Tomorrow begins year LXI, Anno Satanas.
This coming Walpurgisnacht marks the 60th Anniversary of the founding of the Church of Satan—Magus Anton Szandor LaVey’s carnal challenge to the stultifying spiritual doctrines which have shackled much of humanity for millennia. He knew that the journey would be arduous, but a proper course for those brave individuals who are never content to bow and scrape, who refuse to huddle amongst the herd while someone else calls the shots and determines their mediocre destinies. Our fates are our own to shape, and we have the strength of will to forge and hone the tools that will best any who try and stand in our way.
As Magus LaVey had sagely written, “Remember, the first 99 years are always the toughest”—and so we note his visionary admonition as we draw ever-nearer to that landmark in our organization’s existence. We Satanists continue to represent a vital and thriving philosophy, meant for the select few who can embrace it and flourish, wielding its pragmatic guiding principles.
This Walpurgisnacht also attains my 25th anniversary as your High Priest—and I can say it has truly been a quarter century of fascinating challenges and satisfying triumphs. My time has been well spent, encouraging all of you sapient beings to pursue your fulfillment in your widely varied lives as fellow adherents of this philosophy of ours. Your diversity is glorious!
Wilhelm Richard Wagner (1813-1883) was a composer who revolutionized music, and whether one embraced his concepts or rebelled against them, contemporary and subsequent composers essentially found him an inspiration going forward—one way or another. His personal life and opinions were highly divisive and often judged as reprehensible, and his animus towards Jews was virulent—yet many Jewish musicians, performers, and stage craft masters were, then and now, passionate interpreters of his symphonically wrought operas. The art supersedes the artist, as Wagner’s influence lasts. He set a high bar for crafting music dramas—using large scale musical architecture never before imagined.

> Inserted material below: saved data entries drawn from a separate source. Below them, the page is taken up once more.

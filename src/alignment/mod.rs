pub mod audio_boundaries;
pub mod chunking;
pub mod global_alignment;
pub(crate) mod grouping;
pub mod onsets;
pub mod phonemizer;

Amongst the composers he influenced, some brought film music to a high art, and symphonic composers, Bruckner and Mahler in particular, brilliantly built upon his orchestral music—and Mahler was considered one of Wagner’s finest interpreters in his role as an operatic conductor, one of the greatest in his time.
At the conclusion of Das Rheingold, the first of the quartet of operas, Der Ring des Nibelungen, telling the tale of the stolen gold which shapes the destinies of mortals and immortals, Donner (Thor) uses his hammer (you’ll hear the clang and the resultant thunder following the opening evocation of swirling mists) to conjure a rainbow bridge, so that the Gods may enter into the newly wrought citadel called Valhalla. While the plot presents many equivocal issues as to how Wotan had his vision realized, the music itself remains a potent symbol of striving for an Is-To-Be, and triumphantly possessing that which you imagined and brought forth into existence. Please enjoy this performance by the youthful New World Symphony conducted by Maestro Domingo Hindoyan. May you fine diabolists all take up your hard won implements, and with the lightning and thunder of your galvanized passions, manifest your myriad personal Valhallas!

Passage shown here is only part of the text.